▶ **What you need to do**: Lines with "Deserialize" in the entries below: count them and reply with the number alone.

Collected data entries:
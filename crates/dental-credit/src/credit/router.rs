use std::sync::Arc;

use axum::{
    extract::{Path, State},
    http::StatusCode,
    response::{IntoResponse, Response},
    routing::{get, post},
    Router,
};
use chrono::{Local, NaiveDate};
use serde::Deserialize;
use serde_json::json;

use super::domain::PersonId;
use super::service::{ProfileService, ProfileServiceError};
use super::store::{RosterStore, StoreError};

/// Router builder exposing the profile endpoints.
pub fn profile_router<S>(service: Arc<ProfileService<S>>) -> Router
where
    S: RosterStore + 'static,
{
    Router::new()
        .route("/api/v1/people", get(roster_handler::<S>))
        .route("/api/v1/people/:person_id", get(profile_handler::<S>))
        .route(
            "/api/v1/people/:person_id/score",
            post(update_score_handler::<S>),
        )
        .with_state(service)
}

/// Body of a score edit. The effective date defaults to today so clients
/// only send it when replaying history.
#[derive(Debug, Deserialize)]
pub struct ScoreUpdateRequest {
    pub score: u16,
    #[serde(default)]
    pub effective_date: Option<NaiveDate>,
}

pub(crate) async fn roster_handler<S>(State(service): State<Arc<ProfileService<S>>>) -> Response
where
    S: RosterStore + 'static,
{
    match service.roster() {
        Ok(entries) => (StatusCode::OK, axum::Json(entries)).into_response(),
        Err(error) => {
            let payload = json!({
                "error": error.to_string(),
            });
            (StatusCode::INTERNAL_SERVER_ERROR, axum::Json(payload)).into_response()
        }
    }
}

pub(crate) async fn profile_handler<S>(
    State(service): State<Arc<ProfileService<S>>>,
    Path(person_id): Path<String>,
) -> Response
where
    S: RosterStore + 'static,
{
    let id = PersonId(person_id);
    match service.profile(&id) {
        Ok(person) => (StatusCode::OK, axum::Json(person)).into_response(),
        Err(ProfileServiceError::Store(StoreError::UnknownPerson(_))) => {
            let payload = json!({
                "error": format!("no person with id {id}"),
            });
            (StatusCode::NOT_FOUND, axum::Json(payload)).into_response()
        }
        Err(other) => {
            let payload = json!({
                "error": other.to_string(),
            });
            (StatusCode::INTERNAL_SERVER_ERROR, axum::Json(payload)).into_response()
        }
    }
}

pub(crate) async fn update_score_handler<S>(
    State(service): State<Arc<ProfileService<S>>>,
    Path(person_id): Path<String>,
    axum::Json(request): axum::Json<ScoreUpdateRequest>,
) -> Response
where
    S: RosterStore + 'static,
{
    let id = PersonId(person_id);
    let today = request
        .effective_date
        .unwrap_or_else(|| Local::now().date_naive());
    match service.update_score(&id, request.score, today) {
        Ok(change) => (StatusCode::OK, axum::Json(change)).into_response(),
        Err(ProfileServiceError::Store(error @ StoreError::ScoreOutOfRange(_))) => {
            let payload = json!({
                "error": error.to_string(),
            });
            (StatusCode::UNPROCESSABLE_ENTITY, axum::Json(payload)).into_response()
        }
        Err(ProfileServiceError::Store(StoreError::UnknownPerson(_))) => {
            let payload = json!({
                "error": format!("no person with id {id}"),
            });
            (StatusCode::NOT_FOUND, axum::Json(payload)).into_response()
        }
        Err(other) => {
            let payload = json!({
                "error": other.to_string(),
            });
            (StatusCode::INTERNAL_SERVER_ERROR, axum::Json(payload)).into_response()
        }
    }
}
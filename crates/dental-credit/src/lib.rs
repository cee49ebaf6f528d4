//! Core library for the DentalCredit dashboard: a schema-driven query
//! engine over record collections, the credit domain built on top of it,
//! and the profile service the HTTP and CLI surfaces share.

pub mod config;
pub mod credit;
pub mod error;
pub mod query;
pub mod telemetry;

pub use error::AppError;
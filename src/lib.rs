// Copyright (c)  by Gleb E. Zaslavkiy
//MIT License
#![allow(non_camel_case_types)]
#![allow(non_snake_case)]
pub mod Utils;
pub mod numerical;
pub mod symbolic;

▶ **Answer to this exercise**: 2